Synthesis of Naphthalenes Using Acid-Catalyzed Ring-Opening and Recyclization of 3-Acetyl-5,5-diaryl-2-methyl-4,5-dihydrofurans. Isolation of Intermediates.

3-Acetyl-5,5-diaryl-2-methyl-4,5-dihydrofurans were heated in concentrated hydrochloric acid to give the 4-aryl-1-methylnaphthalenes in high yields. The same reaction was carried out in hydrochloric acid diluted with acetonitrile to give the 5,5-diaryl-4-penten-2-ones (87–96%), while treatment of the dihydrofurans with p-toluenesulfonic acid in acetonitrile afforded the 3-(2,2-diarylethenyl)-4-hydroxy-3-penten-2-ones (73–91%) which were transformed in diluted hydrochloric acid into the 5,5-diaryl-4-penten-2-ones.
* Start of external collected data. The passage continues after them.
//! # Textsync Server
//!
//! Reference authority for textsync.
//!
//! This crate provides:
//! - The canonical document and its log of accepted updates
//! - Snapshot, pull (long-poll) and push handlers
//! - CBOR frame dispatch for byte-level transports
//!
//! # Protocol
//!
//! The authority serializes every edit:
//! 1. A client fetches the document and its version once
//! 2. Pulls return every update accepted at or after the client's version,
//!    suspending until one exists
//! 3. Pushes are accepted only against the current version; anything else
//!    is answered with `ok = false`

#![deny(unsafe_code)]
#![warn(missing_docs)]
#![warn(clippy::unwrap_used, clippy::expect_used, clippy::panic)]

mod config;
mod error;
mod handler;
mod oplog;
mod server;

pub use config::ServerConfig;
pub use error::{ServerError, ServerResult};
pub use oplog::DocumentLog;
pub use server::Authority;
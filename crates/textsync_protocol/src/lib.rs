//! # Textsync Protocol
//!
//! Data types and codecs shared by textsync clients and authorities.
//!
//! This crate provides:
//! - `ChangeSet` with apply, compose and map (rebase) over plain text
//! - `Update` and `ClientId`
//! - The wire form of updates (`WireUpdate`) and its serialize/deserialize bridge
//! - Protocol messages (GetDocument, Pull, Push) with CBOR framing
//!
//! This is a pure protocol crate with no I/O operations.

#![deny(unsafe_code)]
#![warn(missing_docs)]

mod change;
mod error;
mod messages;
mod update;
pub mod wire;

pub use change::{ChangeSet, ChangeSetBuilder, Span};
pub use error::{ProtocolError, ProtocolResult};
pub use messages::{
    DocumentSnapshot, ErrorResponse, PullRequest, PullResponse, PushRequest, PushResponse,
    SyncMessage,
};
pub use update::{ClientId, Update};
pub use wire::{WireChangeSet, WireItem, WireSection, WireUpdate};

/// Crate version.
pub const VERSION: &str = env!("CARGO_PKG_VERSION");
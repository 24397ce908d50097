//! Sync Session: one document, one replica, one Pull Loop and one Push Loop.

use std::future::Future;
use std::sync::atomic::{AtomicBool, AtomicU64, Ordering};
use std::sync::Arc;
use std::time::Duration;

use parking_lot::{Mutex, RwLock};
use textsync_protocol::{wire, ChangeSet, ClientId, DocumentSnapshot, PullResponse, Update};
use tokio::sync::{watch, Notify};
use tokio::task::JoinHandle;
use tracing::{debug, info, warn};

use crate::config::SessionConfig;
use crate::error::{SyncError, SyncResult};
use crate::pull::{self, PullState};
use crate::push;
use crate::reconcile::{Rebase, Reconciler};
use crate::replica::{Received, Replica};
use crate::surface::{EditorSurface, LocalChangeSink};
use crate::transport::{ConnectionState, SyncTransport};

/// Point-in-time view of a session.
#[derive(Debug, Clone, PartialEq, Eq)]
pub struct SessionStatus {
    /// Last connectivity signal from the transport.
    pub connection: ConnectionState,
    /// Version Cursor value.
    pub version: u64,
    /// Number of unconfirmed local updates.
    pub pending: usize,
    /// Current Pull Loop state.
    pub pull_state: PullState,
    /// Whether a push is outstanding.
    pub push_in_flight: bool,
    /// Number of recoverable faults so far.
    pub faults: u64,
}

/// State shared by the session handle, its tasks and the surface's sink.
pub(crate) struct SessionShared {
    pub(crate) config: SessionConfig,
    pub(crate) transport: Arc<dyn SyncTransport>,
    surface: Arc<dyn EditorSurface>,
    reconciler: Arc<dyn Reconciler>,
    replica: Mutex<Replica>,
    stopped: AtomicBool,
    shutdown: watch::Sender<bool>,
    push_trigger: Notify,
    push_in_flight: AtomicBool,
    pull_state: RwLock<PullState>,
    connection: RwLock<ConnectionState>,
    faults: AtomicU64,
}

impl SessionShared {
    pub(crate) fn is_stopped(&self) -> bool {
        self.stopped.load(Ordering::Acquire)
    }

    pub(crate) fn client_id(&self) -> &ClientId {
        &self.config.client_id
    }

    pub(crate) fn version(&self) -> u64 {
        self.replica.lock().version()
    }

    pub(crate) fn pending(&self) -> Vec<Update> {
        self.replica.lock().sendable()
    }

    pub(crate) fn has_pending(&self) -> bool {
        !self.replica.lock().pending().is_empty()
    }

    /// Version and pending updates, read together.
    pub(crate) fn sendable(&self) -> (u64, Vec<Update>) {
        let replica = self.replica.lock();
        (replica.version(), replica.sendable())
    }

    pub(crate) fn subscribe_shutdown(&self) -> watch::Receiver<bool> {
        self.shutdown.subscribe()
    }

    /// Direct local-edit path. Never suspends.
    pub(crate) fn apply_local(&self, changes: ChangeSet) -> SyncResult<()> {
        self.replica.lock().apply_local(changes)?;
        self.request_push();
        Ok(())
    }

    pub(crate) fn request_push(&self) {
        self.push_trigger.notify_one();
    }

    pub(crate) async fn push_requested(&self) {
        self.push_trigger.notified().await;
    }

    pub(crate) fn begin_push(&self) -> bool {
        !self.push_in_flight.swap(true, Ordering::AcqRel)
    }

    pub(crate) fn end_push(&self) {
        self.push_in_flight.store(false, Ordering::Release);
    }

    pub(crate) fn set_pull_state(&self, state: PullState) {
        let mut current = self.pull_state.write();
        if *current != PullState::Stopped {
            *current = state;
        }
    }

    pub(crate) fn stop_pull(&self) {
        *self.pull_state.write() = PullState::Stopped;
    }

    /// Folds one pull response into the replica and shows the result.
    ///
    /// Nothing changes when any update in the batch is malformed.
    pub(crate) fn apply_remote(&self, response: &PullResponse) -> SyncResult<Received> {
        let updates = wire::deserialize_all(&response.updates)?;

        let received = {
            let mut replica = self.replica.lock();
            let received = replica.receive(&updates, self.reconciler.as_ref())?;
            if let Some(changes) = &received.applied {
                if !self.is_stopped() {
                    self.surface.apply_remote_change_set(changes);
                }
            }
            received
        };

        debug!(
            client_id = %self.client_id(),
            version = received.version,
            updates = updates.len(),
            confirmed = received.confirmed,
            "applied remote updates"
        );

        if !updates.is_empty() && self.has_pending() {
            self.request_push();
        }
        Ok(received)
    }

    /// Counts and reports a fault. Returns whether the loop should retry.
    pub(crate) fn record_fault(&self, error: &SyncError) -> bool {
        self.faults.fetch_add(1, Ordering::Relaxed);
        warn!(client_id = %self.client_id(), error = %error, "sync fault");
        self.surface.sync_fault(error);
        error.is_retryable()
    }

    fn set_connection(&self, state: ConnectionState) {
        let changed = {
            let mut current = self.connection.write();
            let changed = *current != state;
            *current = state;
            changed
        };
        if changed {
            info!(client_id = %self.client_id(), connection = %state, "connection changed");
        }
        self.surface.connection_changed(state);
    }

    /// Runs a pull or push request under the configured request timeout.
    pub(crate) async fn request<T>(
        &self,
        request: impl Future<Output = SyncResult<T>>,
    ) -> SyncResult<T> {
        match self.config.request_timeout {
            Some(limit) => tokio::time::timeout(limit, request).await.map_err(|_| {
                SyncError::TransportUnavailable(format!("request timed out after {limit:?}"))
            })?,
            None => request.await,
        }
    }

    /// Sleeps for `delay`, returning early on detach.
    pub(crate) async fn pause(&self, delay: Duration, shutdown: &mut watch::Receiver<bool>) {
        tokio::select! {
            _ = tokio::time::sleep(delay) => {}
            _ = shutdown.changed() => {}
        }
    }
}

/// Binds one document replica to a transport and an editing surface.
///
/// Created by [`SyncSession::attach`]; detached explicitly or when dropped.
/// The session's tasks are spawned on the current Tokio runtime and expect
/// a current-thread runtime, on which local edits and remote applications
/// never interleave.
pub struct SyncSession {
    shared: Arc<SessionShared>,
    tasks: Vec<JoinHandle<()>>,
}

impl SyncSession {
    /// Attaches to the authority's document using the [`Rebase`] reconciler.
    pub async fn attach<T, S>(
        config: SessionConfig,
        transport: Arc<T>,
        surface: Arc<S>,
    ) -> SyncResult<Self>
    where
        T: SyncTransport + 'static,
        S: EditorSurface + 'static,
    {
        Self::attach_with_reconciler(config, transport, surface, Arc::new(Rebase)).await
    }

    /// Attaches with a custom reconciler.
    ///
    /// The surface is read-only until the snapshot is loaded. If the fetch
    /// fails or times out the surface stays read-only and the error is
    /// returned.
    pub async fn attach_with_reconciler<T, S, R>(
        config: SessionConfig,
        transport: Arc<T>,
        surface: Arc<S>,
        reconciler: Arc<R>,
    ) -> SyncResult<Self>
    where
        T: SyncTransport + 'static,
        S: EditorSurface + 'static,
        R: Reconciler + 'static,
    {
        let transport: Arc<dyn SyncTransport> = transport;
        let surface: Arc<dyn EditorSurface> = surface;
        let reconciler: Arc<dyn Reconciler> = reconciler;

        surface.set_read_only(true);
        info!(client_id = %config.client_id, "attaching");

        let snapshot = match fetch_document(&config, transport.as_ref()).await {
            Ok(snapshot) => snapshot,
            Err(err) => {
                warn!(client_id = %config.client_id, error = %err, "document fetch failed");
                return Err(err);
            }
        };

        let replica = Replica::new(
            config.client_id.clone(),
            snapshot.doc.as_str(),
            snapshot.version,
        );
        surface.load_document(&snapshot.doc, snapshot.version);

        let connection_rx = transport.connection_state();
        let connection = *connection_rx.borrow();
        let (shutdown, _) = watch::channel(false);

        let shared = Arc::new(SessionShared {
            config,
            transport,
            surface,
            reconciler,
            replica: Mutex::new(replica),
            stopped: AtomicBool::new(false),
            shutdown,
            push_trigger: Notify::new(),
            push_in_flight: AtomicBool::new(false),
            pull_state: RwLock::new(PullState::Idle),
            connection: RwLock::new(connection),
            faults: AtomicU64::new(0),
        });

        shared
            .surface
            .on_local_change(LocalChangeSink::new(Arc::downgrade(&shared)));
        shared.surface.set_read_only(false);

        let tasks = vec![
            tokio::spawn(pull::run(Arc::clone(&shared), shared.subscribe_shutdown())),
            tokio::spawn(push::run(Arc::clone(&shared), shared.subscribe_shutdown())),
            tokio::spawn(watch_connection(
                Arc::clone(&shared),
                connection_rx,
                shared.subscribe_shutdown(),
            )),
        ];

        info!(
            client_id = %shared.client_id(),
            version = snapshot.version,
            "attached"
        );
        Ok(Self { shared, tasks })
    }

    /// Returns the client id.
    pub fn client_id(&self) -> &ClientId {
        self.shared.client_id()
    }

    /// Returns the Version Cursor value.
    pub fn version(&self) -> u64 {
        self.shared.version()
    }

    /// Returns the replica's text.
    pub fn content(&self) -> String {
        self.shared.replica.lock().text().to_owned()
    }

    /// Returns the unconfirmed local updates.
    pub fn pending(&self) -> Vec<Update> {
        self.shared.pending()
    }

    /// Returns a status snapshot.
    pub fn status(&self) -> SessionStatus {
        let (version, pending) = {
            let replica = self.shared.replica.lock();
            (replica.version(), replica.pending().len())
        };
        SessionStatus {
            connection: *self.shared.connection.read(),
            version,
            pending,
            pull_state: *self.shared.pull_state.read(),
            push_in_flight: self.shared.push_in_flight.load(Ordering::Acquire),
            faults: self.shared.faults.load(Ordering::Relaxed),
        }
    }

    /// Returns true once the session was detached.
    pub fn is_detached(&self) -> bool {
        self.shared.is_stopped()
    }

    /// Detaches from the surface and stops both loops.
    ///
    /// Requests already outstanding are not aborted: a late pull response
    /// still lands in the replica, but no new request is issued and the
    /// surface is no longer touched.
    pub fn detach(&self) {
        if self.shared.stopped.swap(true, Ordering::AcqRel) {
            return;
        }
        self.shared.surface.clear_local_change();
        self.shared.stop_pull();
        self.shared.shutdown.send_replace(true);
        info!(client_id = %self.shared.client_id(), "detached");
    }

    /// Returns true once every session task has exited.
    pub fn is_finished(&self) -> bool {
        self.tasks.iter().all(JoinHandle::is_finished)
    }
}

impl Drop for SyncSession {
    fn drop(&mut self) {
        self.detach();
    }
}

async fn fetch_document(
    config: &SessionConfig,
    transport: &dyn SyncTransport,
) -> SyncResult<DocumentSnapshot> {
    let fetch = transport.get_document();
    match config.attach_timeout {
        Some(limit) => tokio::time::timeout(limit, fetch)
            .await
            .map_err(|_| SyncError::AttachTimeout(limit))?,
        None => fetch.await,
    }
}

async fn watch_connection(
    shared: Arc<SessionShared>,
    mut state_rx: watch::Receiver<ConnectionState>,
    mut shutdown: watch::Receiver<bool>,
) {
    loop {
        let state = *state_rx.borrow_and_update();
        shared.set_connection(state);

        tokio::select! {
            changed = state_rx.changed() => {
                if changed.is_err() {
                    break;
                }
            }
            _ = shutdown.changed() => break,
        }
    }
    debug!(client_id = %shared.client_id(), "connection watcher stopped");
}

#[cfg(test)]
mod tests {
    use super::*;
    use crate::surface::MemorySurface;
    use crate::transport::MockTransport;

    #[tokio::test]
    async fn attach_loads_snapshot() {
        let transport = Arc::new(MockTransport::with_document(3, "int main(){}"));
        let surface = Arc::new(MemorySurface::new());

        let session = SyncSession::attach(SessionConfig::new(), transport, Arc::clone(&surface))
            .await
            .unwrap();

        assert_eq!(session.version(), 3);
        assert_eq!(session.content(), "int main(){}");
        assert_eq!(surface.text(), "int main(){}");
        assert!(!surface.is_read_only());
        assert_eq!(session.status().pending, 0);
        assert_eq!(session.status().connection, ConnectionState::Connected);
    }

    #[tokio::test(start_paused = true)]
    async fn attach_timeout_keeps_surface_read_only() {
        let transport = Arc::new(MockTransport::new());
        let surface = Arc::new(MemorySurface::new());
        let config = SessionConfig::new().with_attach_timeout(Duration::from_secs(5));

        let result = SyncSession::attach(config, transport, Arc::clone(&surface)).await;

        assert!(matches!(result, Err(SyncError::AttachTimeout(_))));
        assert!(surface.is_read_only());
        assert!(matches!(surface.insert(0, "x"), Err(SyncError::NotReady)));
    }

    #[tokio::test]
    async fn detach_rejects_edits() {
        let transport = Arc::new(MockTransport::with_document(0, "abc"));
        let surface = Arc::new(MemorySurface::new());
        let session = SyncSession::attach(SessionConfig::new(), transport, Arc::clone(&surface))
            .await
            .unwrap();

        session.detach();
        session.detach();

        assert!(session.is_detached());
        assert_eq!(session.status().pull_state, PullState::Stopped);
        assert!(matches!(surface.insert(0, "x"), Err(SyncError::Detached)));
        assert_eq!(session.content(), "abc");
    }
}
It was demonstrated that the 3- and 4-penten-2-ones were intermediates of the 4-aryl-1-methylnaphthalenes since the 3- and 4-penten-2-ones were easily converted into the corresponding naphthalenes in concentrated hydrochloric acid. The UV irradiation of the dihydrofurans in the presence of hydrochloric acid quantitatively gave the 2-acetyl-4-aryl-1-methylnaphthalenes (94–97%) via the same 3-penten-2-one intermediates.